Optical Character Recognition (OCR) With Python Using Tesseract and PIL on BrainyPI
by Pushkar_Shepal in Circuits > Raspberry Pi
565 Views, 0 Favorites, 0 Comments
Optical Character Recognition (OCR) With Python Using Tesseract and PIL on BrainyPI
This blog provides a step-by-step guide to performing Optical Character Recognition (OCR) on images using Python. We will utilize the Tesseract OCR engine and the Python Imaging Library (PIL) to extract text from images. The goal is to demonstrate how to process an image, convert it to grayscale, and extract text using Tesseract OCR.
OCR has become increasingly important in today's digital age, as it enables the conversion of printed or handwritten text into machine-readable formats. This technology finds applications in diverse fields such as document digitization, automated form processing, text mining, and more. By automating the extraction of text from images, OCR streamlines workflows, enhances data accessibility, and opens up opportunities for further analysis and decision-making.
Python, with its extensive libraries and ease of use, provides a robust platform for implementing OCR solutions. In this guide, we will utilize the Tesseract OCR engine, an open-source OCR library known for its accuracy and versatility, along with the Python Imaging Library (PIL), a powerful library for image processing tasks.

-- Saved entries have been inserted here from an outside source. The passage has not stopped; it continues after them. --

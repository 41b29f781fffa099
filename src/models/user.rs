use serde::{Deserialize, Serialize};

use crate::impl_resource;
use crate::utils::validation::{Validate, ValidationErrors, check_password};

#[derive(Debug, Clone, Default, PartialEq, Serialize, Deserialize)]
pub struct User {
    #[serde(default, skip_serializing_if = "Option::is_none")]
    pub id: Option<i64>,
    pub username: String,
    #[serde(default)]
    pub email: String,
    #[serde(default)]
    pub first_name: String,
    #[serde(default)]
    pub last_name: String,
    #[serde(default)]
    pub role: Option<String>,
    #[serde(default)]
    pub phone: Option<String>,
}

impl User {
    pub fn display_name(&self) -> String {
        let full = format!("{} {}", self.first_name.trim(), self.last_name.trim());
        let full = full.trim();
        if full.is_empty() {
            self.username.clone()
        } else {
            full.to_string()
        }
    }
}

impl Validate for User {
    fn validate(&self) -> Result<(), ValidationErrors> {
        let mut errors = ValidationErrors::new();
        errors.require("username", &self.username);
        errors.require_email("email", &self.email);
        errors.into_result()
    }
}

impl_resource!(User, "users", validated);

#[derive(Debug, Clone, Serialize)]
pub struct LoginForm {
    pub username: String,
    pub password: String,
}

impl Validate for LoginForm {
    fn validate(&self) -> Result<(), ValidationErrors> {
        let mut errors = ValidationErrors::new();
        errors.require("username", &self.username);
        errors.require("password", &self.password);
        errors.into_result()
    }
}

#[derive(Debug, Clone, Serialize)]
pub struct ChangePasswordForm {
    pub old_password: String,
    pub new_password: String,
    #[serde(skip_serializing)]
    pub confirm_password: String,
}

impl Validate for ChangePasswordForm {
    fn validate(&self) -> Result<(), ValidationErrors> {
        let mut errors = ValidationErrors::new();
        errors.require("old_password", &self.old_password);
        check_password(&mut errors, "new_password", &self.new_password);
        if self.new_password != self.confirm_password {
            errors.add("confirm_password", "Passwords do not match.");
        }
        if !self.old_password.is_empty() && self.old_password == self.new_password {
            errors.add("new_password", "Must differ from the current password.");
        }
        errors.into_result()
    }
}

#[derive(Debug, Clone, Serialize)]
pub struct PasswordResetConfirm {
    pub uid: String,
    pub token: String,
    pub new_password: String,
    #[serde(skip_serializing)]
    pub confirm_password: String,
}

impl Validate for PasswordResetConfirm {
    fn validate(&self) -> Result<(), ValidationErrors> {
        let mut errors = ValidationErrors::new();
        errors.require("uid", &self.uid);
        errors.require("token", &self.token);
        check_password(&mut errors, "new_password", &self.new_password);
        if self.new_password != self.confirm_password {
            errors.add("confirm_password", "Passwords do not match.");
        }
        errors.into_result()
    }
}

#[cfg(test)]
mod tests {
    use super::*;

    #[test]
    fn test_change_password_mismatch() {
        let form = ChangePasswordForm {
            old_password: "Old!pass1".to_string(),
            new_password: "N3w!password".to_string(),
            confirm_password: "N3w!passwrd".to_string(),
        };
        let errors = form.validate().unwrap_err();
        assert!(errors.has("confirm_password"));
        assert!(!errors.has("new_password"));
    }

    #[test]
    fn test_confirm_password_not_serialized() {
        let form = ChangePasswordForm {
            old_password: "a".to_string(),
            new_password: "b".to_string(),
            confirm_password: "b".to_string(),
        };
        let json = serde_json::to_value(&form).unwrap();
        assert!(json.get("confirm_password").is_none());
    }
}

Through the following step-by-step instructions, we will cover the essential aspects of image processing and OCR, including image loading, preprocessing techniques, text extraction, and result visualization. Additionally, we will provide insights into optimizing OCR accuracy and explore potential avenues for further exploration in the OCR domain.
Whether you are a beginner looking to dive into the world of OCR or an experienced Python developer seeking to enhance your text extraction capabilities, this guide will equip you with the knowledge and tools needed to leverage OCR using Python and Tesseract.

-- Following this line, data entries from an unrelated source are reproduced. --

//! Resource contract, list envelope and query parameters

use std::collections::BTreeMap;

use serde::de::DeserializeOwned;
use serde::{Deserialize, Serialize};
use url::Url;

use super::ClientResult;
use crate::utils::validation::ValidationErrors;

/// A record exposed by the backend under a REST collection path.
pub trait Resource:
    Clone + std::fmt::Debug + Serialize + DeserializeOwned + Send + Sync + 'static
{
    /// Collection path relative to the versioned API root, e.g. `library/books`
    const PATH: &'static str;

    /// Server-assigned id, `None` for unsaved records
    fn id(&self) -> Option<i64>;

    /// Local checks run before create/update. Nothing by default.
    fn validate(&self) -> Result<(), ValidationErrors> {
        Ok(())
    }
}

/// Implements [`Resource`] for a model with an `id: Option<i64>` field.
/// The `validated` form routes `Resource::validate` to the model's
/// [`Validate`](crate::utils::validation::Validate) impl.
#[macro_export]
macro_rules! impl_resource {
    ($ty:ty, $path:expr) => {
        impl $crate::domain::Resource for $ty {
            const PATH: &'static str = $path;

            fn id(&self) -> Option<i64> {
                self.id
            }
        }
    };
    ($ty:ty, $path:expr, validated) => {
        impl $crate::domain::Resource for $ty {
            const PATH: &'static str = $path;

            fn id(&self) -> Option<i64> {
                self.id
            }

            fn validate(&self) -> Result<(), $crate::utils::validation::ValidationErrors> {
                $crate::utils::validation::Validate::validate(self)
            }
        }
    };
}

/// Paginated list envelope `{count, next, previous, results}`
#[derive(Debug, Clone, Serialize, Deserialize, PartialEq)]
pub struct Page<T> {
    pub count: u64,
    #[serde(default)]
    pub next: Option<String>,
    #[serde(default)]
    pub previous: Option<String>,
    pub results: Vec<T>,
}

impl<T> Default for Page<T> {
    fn default() -> Self {
        Self {
            count: 0,
            next: None,
            previous: None,
            results: Vec::new(),
        }
    }
}

impl<T> Page<T> {
    pub fn map<U>(self, f: impl FnMut(T) -> U) -> Page<U> {
        Page {
            count: self.count,
            next: self.next,
            previous: self.previous,
            results: self.results.into_iter().map(f).collect(),
        }
    }

    pub fn next_page_number(&self) -> Option<u32> {
        self.next.as_deref().and_then(page_number_from_link)
    }

    pub fn previous_page_number(&self) -> Option<u32> {
        self.previous.as_deref().and_then(page_number_from_link)
    }
}

/// Some endpoints answer with a bare array instead of the envelope
#[derive(Debug, Deserialize)]
#[serde(untagged)]
pub enum ListResponse<T> {
    Paginated(Page<T>),
    Plain(Vec<T>),
}

impl<T> From<ListResponse<T>> for Page<T> {
    fn from(response: ListResponse<T>) -> Self {
        match response {
            ListResponse::Paginated(page) => page,
            ListResponse::Plain(results) => Page {
                count: results.len() as u64,
                next: None,
                previous: None,
                results,
            },
        }
    }
}

/// Extract the `page` query parameter of a `next`/`previous` link.
///
/// The first page is usually linked without a `page` parameter, so a link
/// that parses but carries none means page 1.
pub fn page_number_from_link(link: &str) -> Option<u32> {
    let url = Url::parse(link)
        .or_else(|_| Url::parse("http://localhost").and_then(|base| base.join(link)))
        .ok()?;
    let page = url
        .query_pairs()
        .find(|(key, _)| key == "page")
        .map(|(_, value)| value.into_owned());
    match page {
        Some(value) => value.parse().ok(),
        None => Some(1),
    }
}

/// Query parameters for list requests
#[derive(Debug, Clone, Default, PartialEq)]
pub struct ListParams {
    pub page: Option<u32>,
    pub page_size: Option<u32>,
    pub search: Option<String>,
    pub ordering: Option<String>,
    pub filters: BTreeMap<String, String>,
}

impl ListParams {
    pub fn new() -> Self {
        Self::default()
    }

    pub fn page(mut self, page: u32) -> Self {
        self.page = Some(page);
        self
    }

    pub fn page_size(mut self, size: u32) -> Self {
        self.page_size = Some(size);
        self
    }

    pub fn search(mut self, search: impl Into<String>) -> Self {
        self.search = Some(search.into());
        self
    }

    pub fn ordering(mut self, ordering: impl Into<String>) -> Self {
        self.ordering = Some(ordering.into());
        self
    }

    pub fn filter(mut self, key: impl Into<String>, value: impl ToString) -> Self {
        self.filters.insert(key.into(), value.to_string());
        self
    }

    pub fn to_query(&self) -> Vec<(String, String)> {
        let mut query = Vec::new();
        if let Some(page) = self.page {
            query.push(("page".to_string(), page.to_string()));
        }
        if let Some(size) = self.page_size {
            query.push(("page_size".to_string(), size.to_string()));
        }
        if let Some(search) = &self.search
            && !search.trim().is_empty()
        {
            query.push(("search".to_string(), search.trim().to_string()));
        }
        if let Some(ordering) = &self.ordering
            && !ordering.is_empty()
        {
            query.push(("ordering".to_string(), ordering.clone()));
        }
        for (key, value) in &self.filters {
            query.push((key.clone(), value.clone()));
        }
        query
    }
}

/// Data access contract for one REST collection.
///
/// Implementations live in the infrastructure layer.
#[async_trait::async_trait]
pub trait ResourceApi<R: Resource>: Send + Sync {
    /// Collection path this API talks to
    fn path(&self) -> &str;

    /// GET a page of the collection
    async fn list(&self, params: &ListParams) -> ClientResult<Page<R>>;

    /// GET a page by its absolute `next`/`previous` link
    async fn list_link(&self, link: &str) -> ClientResult<Page<R>>;

    /// GET one record
    async fn retrieve(&self, id: i64) -> ClientResult<R>;

    /// POST a new record
    async fn create(&self, item: &R) -> ClientResult<R>;

    /// PUT a full replacement
    async fn update(&self, id: i64, item: &R) -> ClientResult<R>;

    /// PATCH selected fields
    async fn patch(&self, id: i64, changes: &serde_json::Value) -> ClientResult<R>;

    /// DELETE a record
    async fn delete(&self, id: i64) -> ClientResult<()>;
}
//! Application state containing the API client and every store

use std::sync::Arc;

use crate::domain::ClientResult;
use crate::infrastructure::client::ApiClient;
use crate::infrastructure::config::Config;
use crate::infrastructure::tokens::{FileTokenStore, TokenStore};
use crate::models::{Customer, Product};
use crate::services::auth_store::AuthStore;
use crate::services::billing_store::BillingStore;
use crate::services::fine_service::FinePolicy;
use crate::services::library_store::LibraryStore;
use crate::services::resource_store::ResourceStore;
use crate::services::school_service::SchoolStore;
use crate::sync::outbox::SyncOutbox;
use crate::sync::product_sync::ProductSync;

/// State shared by every screen / command
#[derive(Clone)]
pub struct AppState {
    config: Arc<Config>,
    client: ApiClient,
    auth: Arc<AuthStore>,
    library: Arc<LibraryStore>,
    billing: Arc<BillingStore>,
    school: Arc<SchoolStore>,
    products: Arc<ResourceStore<Product>>,
    customers: Arc<ResourceStore<Customer>>,
    sync: Arc<ProductSync>,
}

impl AppState {
    /// Build the state with tokens persisted in the configured file
    pub fn new(config: Config) -> ClientResult<Self> {
        let tokens: Arc<dyn TokenStore> = Arc::new(FileTokenStore::open(&config.token_file));
        Self::with_tokens(config, tokens)
    }

    pub fn with_tokens(config: Config, tokens: Arc<dyn TokenStore>) -> ClientResult<Self> {
        let client = ApiClient::from_config(&config, tokens)?;
        Ok(Self::with_client(config, client))
    }

    pub fn with_client(config: Config, client: ApiClient) -> Self {
        let products = Arc::new(ResourceStore::rest(&client));
        let customers = Arc::new(ResourceStore::rest(&client));

        let outbox = Arc::new(SyncOutbox::new(config.sync_max_attempts));
        let sync = Arc::new(ProductSync::new(
            products.clone(),
            outbox,
            config.product_sync_enabled,
        ));

        let library = Arc::new(LibraryStore::new(
            &client,
            FinePolicy::new(config.fine_per_day),
            Some(sync.clone()),
        ));

        Self {
            auth: Arc::new(AuthStore::new(client.clone())),
            billing: Arc::new(BillingStore::new(&client)),
            school: Arc::new(SchoolStore::new(&client)),
            library,
            products,
            customers,
            sync,
            client,
            config: Arc::new(config),
        }
    }

    pub fn config(&self) -> &Config {
        &self.config
    }

    pub fn client(&self) -> &ApiClient {
        &self.client
    }

    pub fn auth(&self) -> &AuthStore {
        &self.auth
    }

    pub fn library(&self) -> &LibraryStore {
        &self.library
    }

    pub fn billing(&self) -> &BillingStore {
        &self.billing
    }

    pub fn school(&self) -> &SchoolStore {
        &self.school
    }

    pub fn products(&self) -> &Arc<ResourceStore<Product>> {
        &self.products
    }

    pub fn customers(&self) -> &Arc<ResourceStore<Customer>> {
        &self.customers
    }

    pub fn sync(&self) -> &Arc<ProductSync> {
        &self.sync
    }

    /// Log out and drop every cached page
    pub async fn sign_out(&self) -> crate::domain::StoreResult<()> {
        self.auth.logout().await?;
        self.library.reset().await;
        self.billing.reset().await;
        self.school.reset().await;
        self.products.reset().await;
        self.customers.reset().await;
        Ok(())
    }
}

So, let's embark on this OCR journey and unlock the power of extracting valuable text from images using Python and Tesseract
Supplies
Libraries: Pillow, Tesseract-ocr, pytesseract
Implementation: BrainyPI
Set Up the Environment
To get started, we need to set up our environment and install the necessary dependencies. Follow the instructions below for setting up the environment on Linux:
- Install Tesseract OCR:
sudo apt update
sudo apt install tesseract-ocr
- Install pytesseract:
pip install pytesseract
- Install PIL (Python Imaging Library):
pip install Pillow
Code OverView
- Import the necessary libraries:
from PIL import Image, ImageOps
import pytesseract
import argparse
import os
- Parse command line arguments:
ap = argparse.ArgumentParser()
ap.add_argument("-i", "--image", required=True, help="path to input image to be OCR'd")
args = vars(ap.parse_args())
- Open and preprocess the image:
image = Image.open(args["image"])
gray = ImageOps.grayscale(image)
- Save the grayscale image temporarily:
filename = "{}.png".format(os.getpid())
gray.save(filename)
- Perform OCR on the grayscale image:
text = pytesseract.image_to_string(Image.open(filename))
os.remove(filename)
- Print the extracted text:
print(text)
In the above code snippet, we import the necessary libraries, parse the command-line arguments, open and preprocess the image by converting it to grayscale, save the grayscale image temporarily, perform OCR on the grayscale image using pytesseract, remove the temporary grayscale image file, and finally print the extracted text.
These steps demonstrate the image processing and OCR workflow using Python and Tesseract OCR. By following this consolidated step, you can extract text from images effectively.
By following these steps, you can easily perform OCR on images using Python and Tesseract OCR.
Implementing on BrainyPI :
To implement the motion detection code on BrainyPI using GitLab, you can follow these steps:
a. Ensure that you have Git installed on your local machine. You can download Git from the official website and follow the installation instructions.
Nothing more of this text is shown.